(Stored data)
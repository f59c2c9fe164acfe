use std::net::SocketAddr;
use std::time::{Duration, Instant};

use rand_core::OsRng;

use reticulum::config::TransportConfig;
use reticulum::destination::new_in;
use reticulum::iface::udp::UdpInterface;
use reticulum::iface::{IfaceId, Interface, InterfaceMode};
use reticulum::identity::PrivateIdentity;
use reticulum::transport::{SendOutcome, Transport, TransportEvent};

fn addr(port: u16) -> SocketAddr {
    format!("127.0.0.1:{port}").parse().expect("socket address")
}

struct UdpNode {
    transport: Transport,
    iface: UdpInterface,
    iface_id: IfaceId,
}

impl UdpNode {
    fn new(name: &str) -> Self {
        let mut iface = UdpInterface::new(name, addr(0), addr(1));
        iface.start().expect("bind");

        let mut transport = Transport::new(
            PrivateIdentity::new_from_rand(OsRng),
            TransportConfig { name: name.into(), ..Default::default() },
        );
        let iface_id = transport.register_interface(InterfaceMode::FULL).expect("iface slot");
        transport.set_interface_online(iface_id, true);

        Self { transport, iface, iface_id }
    }

    fn local_addr(&self) -> SocketAddr {
        self.iface.local_addr().expect("bound address")
    }

    fn service(&mut self, now: Instant) -> Vec<TransportEvent> {
        for frame in self.iface.poll(now) {
            self.transport.inbound(&frame, self.iface_id, now);
        }
        self.transport.tick(now);
        for frame in self.transport.take_outgoing() {
            let _ = self.iface.send_outgoing(&frame.raw);
        }
        self.transport.take_events()
    }
}

/// Echo round-trip over real loopback sockets: announce, then a tracked
/// datagram whose proof concludes the receipt.
#[tokio::test(flavor = "current_thread")]
async fn udp_echo_roundtrip() {
    let mut receiver = UdpNode::new("receiver");
    let mut sender = UdpNode::new("sender");

    let receiver_addr = receiver.local_addr();
    let sender_addr = sender.local_addr();
    receiver.iface.set_forward(sender_addr);
    sender.iface.set_forward(receiver_addr);

    let destination = new_in(PrivateIdentity::new_from_rand(OsRng), "udp_tests", "echo");
    let dest_hash = receiver.transport.add_destination(destination).expect("destination");

    receiver.transport.announce_local(&dest_hash, Some(b"echo")).expect("announce");

    let deadline = Instant::now() + Duration::from_secs(2);
    let mut announced = false;
    while Instant::now() < deadline && !announced {
        let now = Instant::now();
        receiver.service(now);
        for event in sender.service(now) {
            if matches!(event, TransportEvent::AnnounceReceived { destination, .. } if destination == dest_hash)
            {
                announced = true;
            }
        }
        tokio::time::sleep(Duration::from_millis(5)).await;
    }
    assert!(announced, "announce crossed the loopback");

    let outcome = sender
        .transport
        .send_data(dest_hash, b"ping", true, Instant::now())
        .expect("send accepted");
    assert!(matches!(outcome, SendOutcome::Sent(Some(_))));

    let deadline = Instant::now() + Duration::from_secs(2);
    let mut delivered = false;
    while Instant::now() < deadline && !delivered {
        let now = Instant::now();
        for event in receiver.service(now) {
            if matches!(event, TransportEvent::PacketDelivered { ref payload, .. } if payload == b"ping")
            {
                delivered = true;
            }
        }
        sender.service(now);
        tokio::time::sleep(Duration::from_millis(5)).await;
    }
    assert!(delivered, "payload delivered within the deadline");
}
impl AutoInterfaceState {
    pub fn new(config: AutoInterfaceConfig, link_local: Ipv6Addr) -> Self {
        let token = discovery_token(&config.group_id, &link_local);
        Self {
            config,
            link_local,
            token,
            peers: Vec::new(),
            pending_reverse: Vec::new(),
            multicast_echo_at: None,
            initial_echo_received: false,
            first_announce_at: None,
            last_announce_at: None,
            announces_sent: 0,
            firewall_warned: false,
            carrier_ok: true,
            carrier: CarrierFlag::default(),
        }
    }

    pub fn link_local(&self) -> &Ipv6Addr {
        &self.link_local
    }

    pub fn token(&self) -> &[u8; DISCOVERY_TOKEN_SIZE] {
        &self.token
    }

    pub fn peers(&self) -> &[AutoPeer] {
        &self.peers
    }

    pub fn carrier_ok(&self) -> bool {
        self.carrier_ok
    }

    pub fn carrier_changed(&mut self) -> bool {
        self.carrier.read_and_clear()
    }

    /// The link-local address moved: recompute the token, forget the echo
    /// history and signal the transition.
    pub fn set_link_local(&mut self, link_local: Ipv6Addr) {
        if link_local == self.link_local {
            return;
        }
        log::info!(
            "auto({}): link-local address changed {} -> {}",
            self.config.name,
            self.link_local,
            link_local
        );
        self.link_local = link_local;
        self.token = discovery_token(&self.config.group_id, &link_local);
        self.multicast_echo_at = None;
        self.initial_echo_received = false;
        self.first_announce_at = None;
        self.announces_sent = 0;
        self.carrier.raise();
    }

    /// A datagram on the multicast or unicast discovery path.
    pub fn handle_discovery(&mut self, source: Ipv6Addr, payload: &[u8], now: Instant) {
        if payload.len() != DISCOVERY_TOKEN_SIZE {
            return;
        }

        if source == self.link_local {
            self.multicast_echo_at = Some(now);
            if !self.initial_echo_received {
                self.initial_echo_received = true;
                log::debug!("auto({}): initial multicast echo received", self.config.name);
            }
            if !self.carrier_ok {
                self.carrier_ok = true;
                self.carrier.raise();
                log::info!("auto({}): carrier recovered", self.config.name);
            }
            return;
        }

        let expected = discovery_token(&self.config.group_id, &source);
        if payload != expected {
            log::trace!("auto({}): invalid discovery token from {}", self.config.name, source);
            return;
        }

        let is_new = self.refresh_peer(source, now);
        if is_new {
            // Answer a newly seen multicast peer with a unicast token inside
            // the next reverse-peering window.
            self.schedule_reverse_peering(source, now);
        }
    }

    fn refresh_peer(&mut self, address: Ipv6Addr, now: Instant) -> bool {
        if let Some(peer) = self.peers.iter_mut().find(|peer| peer.address == address) {
            peer.last_heard = now;
            return false;
        }

        if self.peers.len() >= MAX_PEERS {
            log::warn!("auto({}): peer table full, ignoring {}", self.config.name, address);
            return false;
        }

        log::info!("auto({}): peer {} added", self.config.name, address);
        self.peers.push(AutoPeer { address, data_port: self.config.data_port, last_heard: now });
        true
    }

    fn schedule_reverse_peering(&mut self, address: Ipv6Addr, now: Instant) {
        if self.pending_reverse.iter().any(|pending| pending.address == address) {
            return;
        }
        self.pending_reverse.push(PendingReversePeering {
            address,
            due: now + self.config.reverse_peering_interval(),
        });
    }

    pub fn due_reverse_peerings(&mut self, now: Instant) -> Vec<Ipv6Addr> {
        let mut due = Vec::new();
        self.pending_reverse.retain(|pending| {
            if pending.due <= now {
                due.push(pending.address);
                false
            } else {
                true
            }
        });
        due
    }

    /// True when the multicast announce is due this tick.
    pub fn announce_due(&mut self, now: Instant) -> bool {
        let due = match self.last_announce_at {
            Some(last) => now.duration_since(last) >= self.config.announce_interval,
            None => true,
        };
        if due {
            self.last_announce_at = Some(now);
            self.first_announce_at.get_or_insert(now);
            self.announces_sent += 1;
        }
        due
    }

    /// Echo watchdog: no own echo inside the timeout means our multicasts
    /// are not reaching the segment.
    pub fn carrier_tick(&mut self, now: Instant) {
        if self.announces_sent == 0 {
            return;
        }

        let reference = self.multicast_echo_at.or(self.first_announce_at);
        let lost = match reference {
            Some(instant) => now.duration_since(instant) > self.config.mcast_echo_timeout,
            None => false,
        };

        if lost && self.carrier_ok {
            self.carrier_ok = false;
            self.carrier.raise();
            log::warn!(
                "auto({}): carrier lost, no multicast echo within {:?}",
                self.config.name,
                self.config.mcast_echo_timeout
            );
        }

        if !self.initial_echo_received && !self.firewall_warned {
            if let Some(first) = self.first_announce_at {
                if now.duration_since(first) > self.config.announce_interval * 3 {
                    self.firewall_warned = true;
                    log::warn!(
                        "auto({}): no multicast echo ever received, a local firewall may be \
                         dropping multicast traffic",
                        self.config.name
                    );
                }
            }
        }
    }

    /// Peer housekeeping: expire peers not heard inside the timeout.
    pub fn peer_job(&mut self, now: Instant) {
        let timeout = self.config.peering_timeout;
        let name = self.config.name.clone();
        self.peers.retain(|peer| {
            let alive = now.duration_since(peer.last_heard) <= timeout;
            if !alive {
                log::info!("auto({}): peer {} expired", name, peer.address);
            }
            alive
        });
    }
}
#[cfg(test)]
mod tests {
    use super::{
        ContextFlag, DestinationType, Header, HeaderType, IfacFlag, Packet, PacketContext,
        PacketDataBuffer, PacketType, TransportType,
    };
    use crate::hash::AddressHash;

    fn sample_packet() -> Packet {
        Packet {
            header: Header {
                ifac_flag: IfacFlag::Open,
                header_type: HeaderType::Type1,
                context_flag: ContextFlag::Set,
                transport_type: TransportType::Broadcast,
                destination_type: DestinationType::Single,
                packet_type: PacketType::Announce,
                hops: 3,
            },
            destination: AddressHash::new_from_slice(b"destination"),
            transport: None,
            context: PacketContext::None,
            data: PacketDataBuffer::new_from_slice(b"payload bytes"),
        }
    }

    #[test]
    fn meta_bit_assignment_matches_wire_layout() {
        let header = Header {
            ifac_flag: IfacFlag::Authenticated,
            header_type: HeaderType::Type2,
            context_flag: ContextFlag::Set,
            transport_type: TransportType::Transport,
            destination_type: DestinationType::Link,
            packet_type: PacketType::Proof,
            hops: 0,
        };

        // 1 1 1 11 11 1
        assert_eq!(header.to_meta(), 0b1111_1111);

        let header = Header {
            ifac_flag: IfacFlag::Open,
            header_type: HeaderType::Type1,
            context_flag: ContextFlag::Unset,
            transport_type: TransportType::Transport,
            destination_type: DestinationType::Plain,
            packet_type: PacketType::Announce,
            hops: 0,
        };

        // dest type Plain = 10 at bits 4-3, packet type Announce = 01 at
        // bits 2-1, transport bit set.
        assert_eq!(header.to_meta(), 0b0001_0011);
        assert_eq!(Header::from_meta(0b0001_0011), header);
    }

    #[test]
    fn pack_unpack_roundtrip() {
        let packet = sample_packet();
        let bytes = packet.to_bytes().expect("serialized");
        let restored = Packet::from_bytes(&bytes).expect("parsed");
        assert_eq!(restored, packet);
    }

    #[test]
    fn pack_unpack_roundtrip_with_transport_id() {
        let mut packet = sample_packet();
        packet.header.header_type = HeaderType::Type2;
        packet.header.transport_type = TransportType::Transport;
        packet.transport = Some(AddressHash::new_from_slice(b"next-hop"));

        let bytes = packet.to_bytes().expect("serialized");
        let restored = Packet::from_bytes(&bytes).expect("parsed");
        assert_eq!(restored, packet);
    }

    #[test]
    fn hash_is_stable_modulo_hops_and_transport() {
        let packet = sample_packet();

        let mut hopped = packet;
        hopped.header.hops = 90;
        assert_eq!(packet.hash(), hopped.hash());

        let mut forwarded = packet;
        forwarded.header.header_type = HeaderType::Type2;
        forwarded.header.transport_type = TransportType::Transport;
        forwarded.transport = Some(AddressHash::new_from_slice(b"relay"));
        assert_eq!(packet.hash(), forwarded.hash());
    }

    #[test]
    fn hash_depends_on_payload_and_destination() {
        let packet = sample_packet();

        let mut other_payload = packet;
        other_payload.data = PacketDataBuffer::new_from_slice(b"other payload");
        assert_ne!(packet.hash(), other_payload.hash());

        let mut other_destination = packet;
        other_destination.destination = AddressHash::new_from_slice(b"elsewhere");
        assert_ne!(packet.hash(), other_destination.hash());
    }

    #[test]
    fn hops_boundary() {
        let mut packet = sample_packet();
        packet.header.hops = 127;
        let bytes = packet.to_bytes().expect("hops 127 is valid");
        assert!(Packet::from_bytes(&bytes).is_ok());

        packet.header.hops = 128;
        assert!(packet.to_bytes().is_err());

        let mut raw = sample_packet().to_bytes().expect("serialized");
        raw[1] = 128;
        assert!(Packet::from_bytes(&raw).is_err());
    }

    #[test]
    fn empty_payload_survives_roundtrip() {
        let mut packet = sample_packet();
        packet.data = PacketDataBuffer::new();
        let bytes = packet.to_bytes().expect("serialized");
        let restored = Packet::from_bytes(&bytes).expect("parsed");
        assert!(restored.data.is_empty());
        assert_eq!(restored, packet);
    }

    #[test]
    fn truncated_frames_are_rejected() {
        let packet = sample_packet();
        let bytes = packet.to_bytes().expect("serialized");

        assert!(Packet::from_bytes(&bytes[..10]).is_err());

        let mut type2 = sample_packet();
        type2.header.header_type = HeaderType::Type2;
        type2.transport = Some(AddressHash::new_from_slice(b"next-hop"));
        let bytes = type2.to_bytes().expect("serialized");
        // Cut inside the transport id field.
        assert!(Packet::from_bytes(&bytes[..2 + 16 + 8]).is_err());
    }

    #[test]
    fn type2_serialization_requires_transport_id() {
        let mut packet = sample_packet();
        packet.header.header_type = HeaderType::Type2;
        packet.transport = None;
        assert!(packet.to_bytes().is_err());
    }
}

▶ Goal of the exercise:
Write down every line of the data above that includes the string "UdpInterface".

▶ Solution below:
use reticulum::iface::udp::UdpInterface;
    iface: UdpInterface,
        let mut iface = UdpInterface::new(name, addr(0), addr(1));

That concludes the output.